The findings, published on Wednesday, showed residents’ purchasing power fell by seven per cent over the two-year period, compared with an average decline of 4.7 per cent across England.
Andy Burnham has frequently highlighted his record as Greater Manchester mayor while positioning himself as a potential future national leader.
The analysis also found that real disposable income per person in 2023 was lower than when Mr Burnham first took office as Greater Manchester mayor in 2017.
Sophie Hale, research director at the Resolution Foundation, said Manchester’s sharper decline reflected weaker productivity growth than other major cities.
She said the figures also captured the period immediately after the Covid pandemic, when Manchester may have experienced a greater unwinding of Government support measures, including the furlough scheme.
Ms Hale said: “This big thing that was going on here was price inflation exceeding income growth, which was happening across all regions, and it wiped out a few years of income growth, and Manchester had previously been growing quite fast.”
Sheffield recorded the second largest fall in living standards among England’s major cities, with real incomes declining by 6.1 per cent over the same period.

Bristol experienced the smallest decline, with purchasing power falling by four per cent.
London recorded a fall of 5.1 per cent.
Outside England, Cardiff and Glasgow experienced even larger declines than Manchester, with real disposable incomes falling by 9.2 per cent and eight per cent respectively.

Manchester’s average real disposable income per person stood at £16,500 in 2023, placing it below Sheffield, Newcastle and Liverpool.
The city’s average income was also 41 per cent lower than London’s, where real disposable income per person reached £27,900.
Despite the recent decline, Manchester recorded the strongest long-term income growth of any major British city, with real disposable income per person increasing by 40 per cent between 1997 and 2023.

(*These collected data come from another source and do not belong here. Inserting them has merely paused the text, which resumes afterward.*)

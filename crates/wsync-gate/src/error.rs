use wsync_store::StoreError;

/// A reason a candidate record was rejected.
///
/// The `Display` form is the reason string reported to clients.
#[derive(Clone, Copy, Debug, PartialEq, Eq, Hash, thiserror::Error)]
pub enum ValidationError {
    #[error("invalid id")]
    InvalidId,

    #[error("invalid collection")]
    InvalidCollection,

    #[error("invalid parentid")]
    InvalidParentId,

    #[error("invalid predecessorid")]
    InvalidPredecessorId,

    #[error("no modification date")]
    NoModificationDate,

    #[error("invalid modified date")]
    InvalidModifiedDate,

    #[error("invalid sortindex")]
    InvalidSortIndex,

    #[error("payload too large")]
    PayloadTooLarge,

    #[error("payload needs to be json-encoded")]
    PayloadNotJson,

    /// A new record was written without a payload.
    #[error("payload required")]
    MissingPayload,
}

impl serde::Serialize for ValidationError {
    fn serialize<S: serde::Serializer>(&self, serializer: S) -> Result<S::Ok, S::Error> {
        serializer.collect_str(self)
    }
}

/// Errors that stop validation itself, as opposed to rejecting a record.
#[derive(Debug, thiserror::Error)]
pub enum GateError {
    /// A referential lookup hit a storage failure.
    #[error("store error during validation: {0}")]
    Store(#[from] StoreError),

    /// A rule could not evaluate the candidate.
    #[error("rule error in '{rule}': {message}")]
    RuleError { rule: String, message: String },
}

impl GateError {
    /// Create a rule error with a name and message.
    pub fn rule(rule: impl Into<String>, message: impl Into<String>) -> Self {
        Self::RuleError {
            rule: rule.into(),
            message: message.into(),
        }
    }
}
//! Transfer objects shared by the news API client, the services and the templates,
//! plus the conversions to and from the database rows.

use chrono::DateTime;
use serde::{Deserialize, Deserializer, Serialize};
use sqlx::FromRow;

use crate::db::{ArticleRow, Category, NewArticle, NewSource, Source};

/// A news provider as the news API describes it.
#[derive(Debug, Clone, Default, PartialEq, Serialize, Deserialize)]
pub struct SourceDto {
    #[serde(default)]
    pub id: Option<String>,
    #[serde(default, deserialize_with = "null_as_empty")]
    pub name: String,
    #[serde(default)]
    pub description: Option<String>,
    #[serde(default)]
    pub url: Option<String>,
    #[serde(default)]
    pub category: Option<String>,
    #[serde(default)]
    pub language: Option<String>,
    #[serde(default)]
    pub country: Option<String>,
}

/// The news API sends `"name": null` for some providers; treat it like a missing name.
fn null_as_empty<'de, D>(deserializer: D) -> Result<String, D::Error>
where
    D: Deserializer<'de>,
{
    Ok(Option::<String>::deserialize(deserializer)?.unwrap_or_default())
}

impl SourceDto {
    pub fn url_display(&self) -> &str {
        self.url.as_deref().unwrap_or("")
    }

    pub fn description_display(&self) -> &str {
        self.description.as_deref().unwrap_or("")
    }

    pub fn category_display(&self) -> &str {
        self.category.as_deref().unwrap_or("")
    }

    pub fn language_display(&self) -> &str {
        self.language.as_deref().unwrap_or("")
    }

    pub fn country_display(&self) -> &str {
        self.country.as_deref().unwrap_or("")
    }
}

impl From<Source> for SourceDto {
    fn from(source: Source) -> Self {
        Self {
            id: source.sid,
            name: source.name,
            description: source.description,
            url: source.url,
            category: source.category,
            language: source.language,
            country: source.country,
        }
    }
}

impl From<&SourceDto> for NewSource {
    fn from(dto: &SourceDto) -> Self {
        Self {
            sid: dto.id.clone(),
            name: dto.name.trim().to_string(),
            description: dto.description.clone(),
            url: dto.url.clone(),
            category: dto.category.clone(),
            language: dto.language.clone(),
            country: dto.country.clone(),
        }
    }
}

#[derive(Debug, Clone, PartialEq, Serialize)]
pub struct CategoryDto {
    pub id: i64,
    pub name: String,
    pub memo: Option<String>,
}

impl CategoryDto {
    pub fn memo_display(&self) -> &str {
        self.memo.as_deref().unwrap_or("")
    }
}

impl From<Category> for CategoryDto {
    fn from(category: Category) -> Self {
        Self {
            id: category.id,
            name: category.name,
            memo: category.memo,
        }
    }
}

/// A news item, in the news API's camelCase shape.
#[derive(Debug, Clone, Default, PartialEq, Serialize, Deserialize)]
#[serde(rename_all = "camelCase")]
pub struct ArticleDto {
    #[serde(default)]
    pub source: Option<SourceDto>,
    #[serde(default)]
    pub author: Option<String>,
    #[serde(default)]
    pub title: Option<String>,
    #[serde(default)]
    pub description: Option<String>,
    #[serde(default)]
    pub url: Option<String>,
    #[serde(default)]
    pub url_to_image: Option<String>,
    #[serde(default)]
    pub published_at: Option<String>,
    #[serde(default)]
    pub content: Option<String>,
    #[serde(skip_deserializing)]
    pub category: Option<String>,
}

impl ArticleDto {
    pub fn title_display(&self) -> &str {
        self.title.as_deref().unwrap_or("(untitled)")
    }

    pub fn author_display(&self) -> &str {
        self.author.as_deref().unwrap_or("")
    }

    pub fn description_display(&self) -> &str {
        self.description.as_deref().unwrap_or("")
    }

    pub fn url_display(&self) -> &str {
        self.url.as_deref().unwrap_or("#")
    }

    pub fn image_display(&self) -> &str {
        self.url_to_image.as_deref().unwrap_or("")
    }

    pub fn source_name(&self) -> &str {
        self.source.as_ref().map(|s| s.name.as_str()).unwrap_or("")
    }

    pub fn category_display(&self) -> &str {
        self.category.as_deref().unwrap_or("")
    }

    /// `YYYY-MM-DD HH:MM` for RFC 3339 timestamps, the raw value otherwise.
    pub fn published_display(&self) -> String {
        match self.published_at.as_deref() {
            Some(raw) => DateTime::parse_from_rfc3339(raw)
                .map(|dt| dt.format("%Y-%m-%d %H:%M").to_string())
                .unwrap_or_else(|_| raw.to_string()),
            None => String::new(),
        }
    }
}

impl From<ArticleRow> for ArticleDto {
    fn from(row: ArticleRow) -> Self {
        let source = row.source_name.map(|name| SourceDto {
            id: row.source_sid,
            name,
            description: row.source_description,
            url: row.source_url,
            category: row.source_category,
            language: row.source_language,
            country: row.source_country,
        });

        Self {
            source,
            author: row.author,
            title: row.title,
            description: row.description,
            url: Some(row.url),
            url_to_image: row.url_to_image,
            published_at: row.published_at,
            content: row.content,
            category: row.category_name,
        }
    }
}

impl NewArticle {
    /// Build an insertable article from an API item. Returns `None` without a usable URL.
    pub fn from_dto(dto: &ArticleDto, source_id: Option<i64>, category_id: Option<i64>) -> Option<Self> {
        let url = dto.url.as_deref().map(str::trim).filter(|u| !u.is_empty())?;

        Some(Self {
            source_id,
            category_id,
            author: dto.author.clone(),
            title: dto.title.clone(),
            description: dto.description.clone(),
            url: url.to_string(),
            url_to_image: dto.url_to_image.clone(),
            published_at: dto.published_at.clone(),
            content: dto.content.clone(),
        })
    }
}

#[derive(Debug, Clone, PartialEq, FromRow)]
pub struct CountArticleByCategory {
    pub category: String,
    pub count: i64,
}

#[derive(Debug, Clone, PartialEq, FromRow)]
pub struct SourceByArticle {
    pub name: String,
    pub url: Option<String>,
    pub count: i64,
}

impl SourceByArticle {
    pub fn url_display(&self) -> &str {
        self.url.as_deref().unwrap_or("")
    }
}

#[derive(Debug, Clone, Copy, PartialEq, Eq, Default)]
pub struct RecordCounts {
    pub sources: i64,
    pub categories: i64,
    pub articles: i64,
}

/// Outcome of one article ingestion run.
#[derive(Debug, Clone, Copy, PartialEq, Eq, Default)]
pub struct IngestSummary {
    pub fetched: usize,
    pub inserted: usize,
    pub skipped: usize,
}

#[cfg(test)]
mod tests {
    use super::*;

    fn article_row() -> ArticleRow {
        ArticleRow {
            id: 1,
            author: Some("Reporter".to_string()),
            title: Some("Title".to_string()),
            description: None,
            url: "https://example.com/a".to_string(),
            url_to_image: None,
            published_at: Some("2024-12-09T12:30:00Z".to_string()),
            content: None,
            source_sid: Some("bbc-news".to_string()),
            source_name: Some("BBC News".to_string()),
            source_description: None,
            source_url: Some("https://bbc.co.uk".to_string()),
            source_category: Some("general".to_string()),
            source_language: Some("en".to_string()),
            source_country: Some("gb".to_string()),
            category_name: Some("world".to_string()),
        }
    }

    #[test]
    fn test_article_row_to_dto() {
        let dto = ArticleDto::from(article_row());

        assert_eq!(dto.url.as_deref(), Some("https://example.com/a"));
        assert_eq!(dto.source_name(), "BBC News");
        assert_eq!(dto.source.as_ref().unwrap().id.as_deref(), Some("bbc-news"));
        assert_eq!(dto.category_display(), "world");
    }

    #[test]
    fn test_article_row_without_source() {
        let mut row = article_row();
        row.source_name = None;

        let dto = ArticleDto::from(row);
        assert!(dto.source.is_none());
        assert_eq!(dto.source_name(), "");
    }

    #[test]
    fn test_published_display() {
        let mut dto = ArticleDto {
            published_at: Some("2024-12-09T12:30:00Z".to_string()),
            ..Default::default()
        };
        assert_eq!(dto.published_display(), "2024-12-09 12:30");

        dto.published_at = Some("yesterday".to_string());
        assert_eq!(dto.published_display(), "yesterday");

        dto.published_at = None;
        assert_eq!(dto.published_display(), "");
    }

    #[test]
    fn test_new_article_requires_url() {
        let dto = ArticleDto {
            url: Some("   ".to_string()),
            ..Default::default()
        };
        assert!(NewArticle::from_dto(&dto, None, None).is_none());

        let dto = ArticleDto {
            url: Some(" https://example.com/x ".to_string()),
            title: Some("X".to_string()),
            ..Default::default()
        };
        let article = NewArticle::from_dto(&dto, Some(3), Some(4)).unwrap();
        assert_eq!(article.url, "https://example.com/x");
        assert_eq!(article.source_id, Some(3));
        assert_eq!(article.category_id, Some(4));
        assert_eq!(article.title.as_deref(), Some("X"));
    }

    #[test]
    fn test_deserialize_api_article() {
        let json = r#"{
            "source": {"id": null, "name": "Example Times"},
            "author": null,
            "title": "Something happened",
            "description": "Details",
            "url": "https://example.com/news/1",
            "urlToImage": "https://example.com/img.png",
            "publishedAt": "2024-12-09T10:00:00Z",
            "content": "Body"
        }"#;

        let dto: ArticleDto = serde_json::from_str(json).unwrap();
        assert_eq!(dto.source_name(), "Example Times");
        assert!(dto.source.as_ref().unwrap().id.is_none());
        assert!(dto.author.is_none());
        assert_eq!(dto.url_to_image.as_deref(), Some("https://example.com/img.png"));
        assert_eq!(dto.published_at.as_deref(), Some("2024-12-09T10:00:00Z"));
    }

    #[test]
    fn test_deserialize_null_source_name() {
        let json = r#"[
            {"source": {"id": "x", "name": null}, "title": "A", "url": "https://example.com/a"},
            {"source": {"id": null, "name": "Example Times"}, "title": "B", "url": "https://example.com/b"}
        ]"#;

        let dtos: Vec<ArticleDto> = serde_json::from_str(json).unwrap();
        assert_eq!(dtos.len(), 2);
        assert_eq!(dtos[0].source.as_ref().unwrap().name, "");
        assert_eq!(dtos[1].source_name(), "Example Times");
    }

    #[test]
    fn test_source_dto_to_new_source_trims_name() {
        let dto = SourceDto {
            id: Some("abc".to_string()),
            name: "  ABC News ".to_string(),
            ..Default::default()
        };
        let source = NewSource::from(&dto);
        assert_eq!(source.name, "ABC News");
        assert_eq!(source.sid.as_deref(), Some("abc"));
    }
}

The Resolution Foundation also concluded that Boris Johnson’s “levelling-up” agenda, launched in 2019, had failed to significantly reduce regional income disparities, which it said have remained largely unchanged over the past three decades.
Ruth Curtice, the foundation’s chief executive, said: “PM-in-waiting Andy Burnham has rightly put regional inequality at the top of his agenda.”
She added: “But turning ambition into reality will require investment in transport, housing and wider economic development on a scale that no recent political leader has come close to meeting.”
Ms Curtice warned that without sustained investment, Britain’s regional economic divides would continue to carry both economic and political consequences.